I want to keep that field and add a new, sorted version, field, like so…

{
  ...,
  notSorted: [ <as before> ],
  sorted: [
    {
      codes: "A",
      elements: [
        { index: 1, <other data> },
        { index: 2, ... }
      ]
    },
    {
      codes: "B",
      elements: [
        { index: 1, ...},
        { index: 2, ... }
      ]
    },
    {
      codes: "C",
      elements: [
        { index: 1, ...}, 
        { index: 2, ...}
      ]
    },
  ],
  ...
}

What I’m currently trying…

I think what I should do, within my aggregate pipeline is something like:

an $unwind stage to split the array apart into separate docs,
then a $group stage to pull those new docs together based on the ‘code’ value,
a $sort stage to get the docs sorted by code alphabetical order,
and a as-yet-unknown last step to pull them all back together in one document.

Does that sound like it would work?
if yes, what would you do for step 4?

Problems I’m running into with this approach…

When I do the $unwind, things seem okay, I get 6 documents, one for each element of the notSorted array…

[ aggregate pipeline: $unwind stage ]
{
  path: "$notSorted"
}

Then I can use $group to pull them together by the “code” id:

[ aggregate pipeline: $group stage ]
{ 
  _id: "$notSorted.code",
}

but I then lose all data other than the code. How do I keep the rest? I can use a $mergeObjects step in with the group, but then I can’t see how I can easily keep the existing object structure, and I don’t want to merge the various elements of A, I just want them grouped together, but still as separate objects…

Urgh. I feel stupid. What am I missing?

steevej · December 17, 2022, 2:16pm

Please publish your sample documents in usable form. Little 3 dots and things like <other data> cannot be cut-n-paste directly into our system for experimentation. Values and keys are case sensitive. So when you use code:a make sure you use code:a rather than code:A elsewhere.

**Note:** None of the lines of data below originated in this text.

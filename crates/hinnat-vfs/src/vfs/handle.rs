//! Write handles bridging streamed protocol writes to one backend call.

use std::sync::Arc;

use crate::identity::Identity;
use crate::storage::{IncomingStore, PricelistStore};

use super::buffer::WriteBuffer;
use super::error::{VfsError, VfsResult};
use super::path::VirtualPath;

/// Where the buffered content goes on close.
enum Sink {
    Incoming {
        store: Arc<dyn IncomingStore>,
        filename: String,
    },
    Pricelist {
        store: Arc<dyn PricelistStore>,
        path: String,
    },
}

/// An open upload.
///
/// Owns its buffer exclusively. Content reaches the backend only through
/// [`WriteHandle::close`], in a single call; dropping the handle without
/// closing discards everything.
pub struct WriteHandle {
    identity: Identity,
    path: VirtualPath,
    sink: Sink,
    buffer: WriteBuffer,
    overflowed: bool,
}

impl std::fmt::Debug for WriteHandle {
    fn fmt(&self, f: &mut std::fmt::Formatter<'_>) -> std::fmt::Result {
        f.debug_struct("WriteHandle")
            .field("user", &self.identity.username())
            .field("path", &self.path.as_str())
            .field("buffered", &self.buffer.len())
            .field("overflowed", &self.overflowed)
            .finish()
    }
}

impl WriteHandle {
    pub(crate) fn incoming(
        identity: Identity,
        path: VirtualPath,
        store: Arc<dyn IncomingStore>,
        filename: String,
        limit: usize,
    ) -> Self {
        Self {
            identity,
            path,
            sink: Sink::Incoming { store, filename },
            buffer: WriteBuffer::with_limit(limit),
            overflowed: false,
        }
    }

    pub(crate) fn pricelist(
        identity: Identity,
        path: VirtualPath,
        store: Arc<dyn PricelistStore>,
        relative: String,
        limit: usize,
    ) -> Self {
        Self {
            identity,
            path,
            sink: Sink::Pricelist {
                store,
                path: relative,
            },
            buffer: WriteBuffer::with_limit(limit),
            overflowed: false,
        }
    }

    pub fn path(&self) -> &VirtualPath {
        &self.path
    }

    /// Bytes buffered so far.
    pub fn len(&self) -> usize {
        self.buffer.len()
    }

    pub fn is_empty(&self) -> bool {
        self.buffer.is_empty()
    }

    fn size_limit_error(&self) -> VfsError {
        VfsError::SizeLimitExceeded {
            path: self.path.to_string(),
            limit: self.buffer.limit(),
        }
    }

    /// Buffer `data` at `offset`. Once the ceiling is crossed the handle is
    /// poisoned: every later write and the final close fail without
    /// contacting the backend.
    pub fn write_at(&mut self, offset: u64, data: &[u8]) -> VfsResult<usize> {
        if self.overflowed {
            return Err(self.size_limit_error());
        }
        match self.buffer.write_at(offset, data) {
            Ok(n) => Ok(n),
            Err(e) => {
                tracing::warn!(
                    user = %self.identity,
                    path = %self.path,
                    end = e.end,
                    limit = e.limit,
                    "upload exceeds size limit"
                );
                self.overflowed = true;
                Err(self.size_limit_error())
            }
        }
    }

    /// Flush the buffered content to the backend in one call.
    ///
    /// Empty uploads are not forwarded. Returns the number of bytes sent.
    pub async fn close(mut self) -> VfsResult<usize> {
        if self.overflowed {
            return Err(self.size_limit_error());
        }

        let content = std::mem::take(&mut self.buffer).into_bytes();
        if content.is_empty() {
            tracing::debug!(user = %self.identity, path = %self.path, "empty upload, nothing to flush");
            return Ok(0);
        }
        let size = content.len();

        match &self.sink {
            Sink::Incoming { store, filename } => {
                store.store(&self.identity, filename, content).await?;
                tracing::info!(
                    user = %self.identity,
                    file = %filename,
                    bytes = size,
                    backend = store.name(),
                    "incoming file stored"
                );
            }
            Sink::Pricelist { store, path } => {
                store.upload(&self.identity, path, content).await?;
                tracing::info!(
                    user = %self.identity,
                    path = %self.path,
                    bytes = size,
                    backend = store.name(),
                    "pricelist file uploaded"
                );
            }
        }
        Ok(size)
    }
}

impl Drop for WriteHandle {
    fn drop(&mut self) {
        if !self.buffer.is_empty() {
            tracing::debug!(
                user = %self.identity,
                path = %self.path,
                bytes = self.buffer.len(),
                "discarding unflushed upload"
            );
        }
    }
}
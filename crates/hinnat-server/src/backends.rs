//! Startup wiring: configuration to storage adapters and authenticator.

use std::sync::Arc;

use anyhow::{Context, Result};
use hinnat_vfs::storage::object::S3Settings;
use hinnat_vfs::storage::{
    FallbackIncomingStore, FallbackPricelistStore, IncomingStore, ObjectPricelistStore,
    PricelistStore, RemoteApi, RemoteOrderStore, RemotePricelistStore, SqliteIncomingStore,
};
use hinnat_vfs::vfs::{Backends, UploadLimits};

use crate::auth::{Authenticator, UserDb, WebAuthenticator};
use crate::config::{
    AuthBackend, Config, IncomingBackend, ObjectStoreKind, PricelistBackend, expand,
};

fn api_url<'a>(section: &str, url: &'a Option<String>) -> Result<&'a str> {
    url.as_deref()
        .filter(|u| !u.trim().is_empty())
        .with_context(|| format!("{} backend requires api_url", section))
}

/// Build the pricelist adapter named by the configuration.
pub fn build_pricelist_store(config: &Config) -> Result<Arc<dyn PricelistStore>> {
    let section = &config.pricelist;
    let store: Arc<dyn PricelistStore> = match section.backend {
        PricelistBackend::WebApi => {
            let url = api_url("pricelist", &section.api_url)?;
            let api = RemoteApi::new(url, config.http.timeout())?;
            Arc::new(RemotePricelistStore::new(api))
        }
        PricelistBackend::ObjectStore => match section.store {
            ObjectStoreKind::Memory => Arc::new(ObjectPricelistStore::in_memory()),
            ObjectStoreKind::Local => {
                let root = expand(&section.local_root);
                Arc::new(
                    ObjectPricelistStore::local(&root)
                        .with_context(|| format!("opening object store at {}", root.display()))?,
                )
            }
            ObjectStoreKind::S3 => {
                let s3 = &section.s3;
                let settings = S3Settings {
                    bucket: s3.bucket.clone(),
                    region: s3.region.clone(),
                    access_key_id: s3.access_key_id.clone(),
                    secret_access_key: s3.secret_access_key.clone(),
                    endpoint: s3.endpoint.clone(),
                    allow_http: s3.allow_http,
                };
                Arc::new(
                    ObjectPricelistStore::s3(&settings, config.http.timeout())
                        .with_context(|| format!("configuring s3 bucket {}", s3.bucket))?,
                )
            }
        },
    };

    if config.fallback_on_error {
        Ok(Arc::new(FallbackPricelistStore::new(store)))
    } else {
        Ok(store)
    }
}

/// Build the incoming adapter named by the configuration.
pub fn build_incoming_store(config: &Config) -> Result<Arc<dyn IncomingStore>> {
    let section = &config.incoming;
    let store: Arc<dyn IncomingStore> = match section.backend {
        IncomingBackend::WebApi => {
            let url = api_url("incoming", &section.api_url)?;
            let api = RemoteApi::new(url, config.http.timeout())?;
            Arc::new(RemoteOrderStore::new(api))
        }
        IncomingBackend::Database => {
            let path = expand(&section.database_path);
            Arc::new(
                SqliteIncomingStore::open(&path)
                    .with_context(|| format!("opening database {}", path.display()))?,
            )
        }
    };

    if config.fallback_on_error {
        Ok(Arc::new(FallbackIncomingStore::new(store)))
    } else {
        Ok(store)
    }
}

/// Both adapters plus upload limits, ready to hand out sessions.
pub fn build_backends(config: &Config) -> Result<Backends> {
    let pricelist = build_pricelist_store(config)?;
    let incoming = build_incoming_store(config)?;
    tracing::info!(
        pricelist = pricelist.name(),
        incoming = incoming.name(),
        fallback = config.fallback_on_error,
        "storage backends ready"
    );
    Ok(Backends::new(pricelist, incoming).with_limits(UploadLimits::from(&config.limits)))
}

pub fn build_authenticator(config: &Config) -> Result<Arc<dyn Authenticator>> {
    let auth = &config.auth;
    let authenticator: Arc<dyn Authenticator> = match auth.backend {
        AuthBackend::Database => {
            let path = expand(&auth.database_path);
            Arc::new(
                UserDb::open(&path)
                    .with_context(|| format!("opening user database {}", path.display()))?,
            )
        }
        AuthBackend::WebApi => {
            let url = api_url("auth", &auth.api_url)?;
            Arc::new(WebAuthenticator::new(url, config.http.timeout())?)
        }
    };
    tracing::info!(backend = authenticator.name(), "authenticator ready");
    Ok(authenticator)
}

#[cfg(test)]
mod tests {
    use super::*;
    use hinnat_vfs::Identity;
    use hinnat_vfs::vfs::Area;

    fn memory_config() -> Config {
        let mut config = Config::default();
        config.pricelist.store = ObjectStoreKind::Memory;
        config
    }

    #[test]
    fn test_default_local_and_database() {
        let dir = tempfile::tempdir().unwrap();
        let mut config = Config::default();
        config.pricelist.local_root = dir.path().join("objects");
        config.incoming.database_path = dir.path().join("hinnat.db");
        config.auth.database_path = dir.path().join("hinnat.db");

        let backends = build_backends(&config).unwrap();
        assert!(backends.policy().permissions(Area::Pricelist).write);
        assert!(dir.path().join("objects").is_dir());
        assert!(dir.path().join("hinnat.db").exists());
        assert_eq!(build_authenticator(&config).unwrap().name(), "database");
    }

    #[test]
    fn test_web_api_backends() {
        let mut config = memory_config();
        config.pricelist.backend = PricelistBackend::WebApi;
        config.pricelist.api_url = Some("http://api.local/".into());
        config.incoming.backend = IncomingBackend::WebApi;
        config.incoming.api_url = Some("http://api.local".into());
        config.auth.backend = AuthBackend::WebApi;
        config.auth.api_url = Some("http://api.local".into());

        assert_eq!(build_pricelist_store(&config).unwrap().name(), "web_api");
        let incoming = build_incoming_store(&config).unwrap();
        assert_eq!(incoming.name(), "web_api");
        assert!(!incoming.retains_files());
        assert_eq!(build_authenticator(&config).unwrap().name(), "web_api");

        let backends = build_backends(&config).unwrap();
        assert!(!backends.policy().permissions(Area::Pricelist).write);
    }

    #[test]
    fn test_missing_api_url_fails() {
        let mut config = memory_config();
        config.incoming.backend = IncomingBackend::WebApi;
        assert!(build_incoming_store(&config).is_err());
    }

    #[tokio::test]
    async fn test_fallback_wraps_adapters() {
        let mut config = memory_config();
        config.fallback_on_error = true;
        config.http.timeout_secs = 2;
        config.pricelist.backend = PricelistBackend::WebApi;
        config.pricelist.api_url = Some("http://127.0.0.1:1".into());
        config.incoming.backend = IncomingBackend::WebApi;
        config.incoming.api_url = Some("http://127.0.0.1:1".into());

        let alice = Identity::new("alice", "key");
        let pricelist = build_pricelist_store(&config).unwrap();
        assert_eq!(pricelist.list(&alice, "").await.unwrap().len(), 1);
        let incoming = build_incoming_store(&config).unwrap();
        incoming.store(&alice, "order.csv", b"1;2".to_vec()).await.unwrap();
    }

    #[test]
    fn test_limits_are_applied() {
        let dir = tempfile::tempdir().unwrap();
        let mut config = memory_config();
        config.incoming.database_path = dir.path().join("hinnat.db");
        config.limits.incoming_bytes = 10;

        let backends = build_backends(&config).unwrap();
        assert_eq!(backends.limits().incoming, 10);
    }

    #[tokio::test]
    async fn test_memory_store_is_usable() {
        let config = memory_config();
        let store = build_pricelist_store(&config).unwrap();
        let alice = Identity::new("alice", "token");
        assert!(store.list(&alice, "").await.unwrap().is_empty());
    }
}
//! Authenticated session principal.

use std::fmt;

/// The authenticated principal for one session.
///
/// Created by the authenticator and owned by the session for its whole
/// lifetime. The credential is an opaque token that remote adapters forward
/// to their backend; it is never logged.
#[derive(Clone, PartialEq, Eq)]
pub struct Identity {
    username: String,
    credential: String,
}

impl Identity {
    pub fn new(username: impl Into<String>, credential: impl Into<String>) -> Self {
        Self {
            username: username.into(),
            credential: credential.into(),
        }
    }

    pub fn username(&self) -> &str {
        &self.username
    }

    pub fn credential(&self) -> &str {
        &self.credential
    }
}

impl fmt::Debug for Identity {
    fn fmt(&self, f: &mut fmt::Formatter<'_>) -> fmt::Result {
        f.debug_struct("Identity")
            .field("username", &self.username)
            .field("credential", &"<redacted>")
            .finish()
    }
}

impl fmt::Display for Identity {
    fn fmt(&self, f: &mut fmt::Formatter<'_>) -> fmt::Result {
        f.write_str(&self.username)
    }
}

My approach will involve multiple stages.

1 - A $set stage that uses $reduce on notSorted to compute with $addToSet an array of codes, as:_codes.

2 - A $set stage that uses $map on _codes with $filter on notSorted to collect the elements of a given code as:_grouped

3 - A final $set stage that uses $map on _grouped that uses $sortArray on _grouped.elements to produce as:sorted.